The hydrogen protons associated with the hydrated
clays and clay-bound water relax, or realign quickly. Clay porosity
is directly measured by the MRIL tool.
Both pore texture and size impact the decay rate
of the NMR signal. Measurement of this signal provides an estimate
of the rock's internal surface-to-volume ratio, which is closely
related to bulk-volume-irreducible water, and in turn provides an
estimate of grain size distribution. The difference between the
MRIL-derived porosity and irreducible water is the moveable fluid
Relaxation data and porosity data are used to compute
permeability straight from the MRIL tool.
Because the MRIL tool responds to matrix fluid, NMR
technology is not applicable to hard rock reservoirs with fracture
One of the NMR applications that captured the fancy
of operators early on is the now-commonplace DHT. It allows the
accurate measurement and quantification of water, light oil and
gas in the near-wellbore region investigated by the tool.
"Direct Hydrocarbon Typing has become so fundamental,
it's now like bread and butter," Cherry said. "Almost every log
we run is a hydrocarbon typing log."
New Tools Continue
As one tool becomes "old hat", others invariably
come along to keep the cutting-edge sharpened, such as the new Magnetic
Resonance Imaging Logging-While Drilling (MRIL® -WD™) system, which
was introduced last summer.
It is now being used commercially in the Gulf of
Mexico and the North Sea.
"It's like the MRIL logging tool in that it provides
information about fluid, irreducibles, permeability and other applications
you get from the logging tool," Cherry noted, "but you can do it
in real-time while drilling."
Another tool now being field-tested is a magnetic
resonance module called MRILab® that goes with Halliburton's Reservoir
Description Tool (RDT®) — a formation tester-type tool.
The MRILab downhole fluids analyzer module takes
MRI measurements of fluids as they flow directly from the reservoir
into the RDT tool through the RDT pads, allowing the evaluation
team to measure parameters that give indications of the viscosity
of the fluid, according to Cherry. It addresses the difficult problem
of differentiating oil base mud filtrate from connate hydrocarbons.
"When you start sampling a formation, you want to
know what's the native fluid, not the filtrate," said Charles Siess,
global MRIL product manager at Halliburton. "With an oil-based mud
instead of a water-based mud in an oil zone, trying to figure if
you went from oil-based filtrate to native crude is tough.

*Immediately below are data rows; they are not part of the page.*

//! Endian-aware packing and unpacking of the primitive integers that make
//! up every ELF32 record.

use crate::error::{Error, ErrorContext, Result};

#[derive(Debug, Clone, Copy, PartialEq, Eq)]
/// Carries the single piece of information needed to interpret the
/// multi-byte fields of an ELF32 file: its byte order. Constructed once
/// when a file's header is parsed and passed by reference (or by value,
/// being `Copy`) to every subsequent pack/unpack call for that file.
pub struct ElfFormat {
    big_endian: bool,
}

impl ElfFormat {
    /// A format for little-endian ELF32 files.
    pub fn little_endian() -> Self {
        Self { big_endian: false }
    }

    /// A format for big-endian ELF32 files.
    pub fn big_endian() -> Self {
        Self { big_endian: true }
    }

    /// Build a format from the `EI_DATA` byte of an ELF identifier
    /// (1 = little-endian, 2 = big-endian).
    pub fn from_ei_data(ei_data: u8, context: &ErrorContext) -> Result<Self> {
        match ei_data {
            1 => Ok(Self::little_endian()),
            2 => Ok(Self::big_endian()),
            other => Err(Error::InvalidElf {
                context: context.clone(),
                message: format!("unrecognized EI_DATA value {other:#x}"),
            }),
        }
    }

    /// Whether this format is big-endian.
    pub fn is_big_endian(&self) -> bool {
        self.big_endian
    }

    /// The `EI_DATA` byte this format corresponds to.
    pub fn ei_data(&self) -> u8 {
        if self.big_endian {
            2
        } else {
            1
        }
    }

    fn need(data: &[u8], at: usize, len: usize, context: &ErrorContext) -> Result<()> {
        if at.checked_add(len).map(|end| end > data.len()).unwrap_or(true) {
            return Err(Error::ParseElf {
                context: context.clone(),
                message: format!(
                    "need {len} bytes at offset {at} but only {} available",
                    data.len().saturating_sub(at)
                ),
            });
        }
        Ok(())
    }

    /// Unpack a `u16` at byte offset `at` in `data`.
    pub fn unpack_u16(&self, data: &[u8], at: usize, context: &ErrorContext) -> Result<u16> {
        Self::need(data, at, 2, context)?;
        let bytes = [data[at], data[at + 1]];
        Ok(if self.big_endian {
            u16::from_be_bytes(bytes)
        } else {
            u16::from_le_bytes(bytes)
        })
    }

    /// Unpack a `u32` at byte offset `at` in `data`.
    pub fn unpack_u32(&self, data: &[u8], at: usize, context: &ErrorContext) -> Result<u32> {
        Self::need(data, at, 4, context)?;
        let bytes = [data[at], data[at + 1], data[at + 2], data[at + 3]];
        Ok(if self.big_endian {
            u32::from_be_bytes(bytes)
        } else {
            u32::from_le_bytes(bytes)
        })
    }

    /// Unpack an `i32` at byte offset `at` in `data`.
    pub fn unpack_i32(&self, data: &[u8], at: usize, context: &ErrorContext) -> Result<i32> {
        self.unpack_u32(data, at, context).map(|v| v as i32)
    }

    /// Pack a `u16` into `data` at byte offset `at`. `data` must already
    /// be at least `at + 2` bytes long.
    pub fn pack_u16(&self, data: &mut [u8], at: usize, value: u16) {
        let bytes = if self.big_endian {
            value.to_be_bytes()
        } else {
            value.to_le_bytes()
        };
        data[at..at + 2].copy_from_slice(&bytes);
    }

    /// Pack a `u32` into `data` at byte offset `at`. `data` must already
    /// be at least `at + 4` bytes long.
    pub fn pack_u32(&self, data: &mut [u8], at: usize, value: u32) {
        let bytes = if self.big_endian {
            value.to_be_bytes()
        } else {
            value.to_le_bytes()
        };
        data[at..at + 4].copy_from_slice(&bytes);
    }

    /// Pack an `i32` into `data` at byte offset `at`.
    pub fn pack_i32(&self, data: &mut [u8], at: usize, value: i32) {
        self.pack_u32(data, at, value as u32);
    }

    /// Append a packed `u16` to `out`.
    pub fn push_u16(&self, out: &mut Vec<u8>, value: u16) {
        let bytes = if self.big_endian {
            value.to_be_bytes()
        } else {
            value.to_le_bytes()
        };
        out.extend_from_slice(&bytes);
    }

    /// Append a packed `u32` to `out`.
    pub fn push_u32(&self, out: &mut Vec<u8>, value: u32) {
        let bytes = if self.big_endian {
            value.to_be_bytes()
        } else {
            value.to_le_bytes()
        };
        out.extend_from_slice(&bytes);
    }
}

#[cfg(test)]
mod test {
    use super::*;

    #[test]
    fn roundtrip_u16_little_endian() {
        let fmt = ElfFormat::little_endian();
        let mut buf = [0u8; 4];
        fmt.pack_u16(&mut buf, 1, 0x1234);
        assert_eq!(buf, [0, 0x34, 0x12, 0]);
        assert_eq!(
            fmt.unpack_u16(&buf, 1, &ErrorContext::none()).unwrap(),
            0x1234
        );
    }

    #[test]
    fn roundtrip_u32_big_endian() {
        let fmt = ElfFormat::big_endian();
        let mut buf = [0u8; 4];
        fmt.pack_u32(&mut buf, 0, 0xdeadbeef);
        assert_eq!(buf, [0xde, 0xad, 0xbe, 0xef]);
        assert_eq!(
            fmt.unpack_u32(&buf, 0, &ErrorContext::none()).unwrap(),
            0xdeadbeef
        );
    }

    #[test]
    fn unpack_short_slice_errors() {
        let fmt = ElfFormat::little_endian();
        let buf = [0u8; 1];
        assert!(fmt.unpack_u32(&buf, 0, &ErrorContext::none()).is_err());
    }

    #[test]
    fn from_ei_data_rejects_unknown_values() {
        assert!(ElfFormat::from_ei_data(0, &ErrorContext::none()).is_err());
        assert!(ElfFormat::from_ei_data(3, &ErrorContext::none()).is_err());
        assert!(ElfFormat::from_ei_data(1, &ErrorContext::none())
            .unwrap()
            .is_big_endian()
            == false);
        assert!(ElfFormat::from_ei_data(2, &ErrorContext::none())
            .unwrap()
            .is_big_endian());
    }
}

"In measuring the magnetic resonance parameters of
reservoir fluids as they flow through the MRILab, what we see is
there is a difference in signature between the filtrate and the
The MRILab module provides in-situ fluid characteristics
at reservoir PVT conditions. By taking measurements downhole, the
samples are not altered as they are when sent to a lab for analysis,
where the lab must try to reconstruct reservoir conditions.
"We think it's important to get these measurements
in-situ," Cherry said. "By measuring fluids directly you get the
raw fluid measurement and get the exact parameters you need for
use in log interpretation of either the LWD or the wireline tool.
"In other words, if you have fluid measurement from
MRILab, you know exactly what the fluid properties are," he said,
"and this enhances interpretation accuracy of the well log."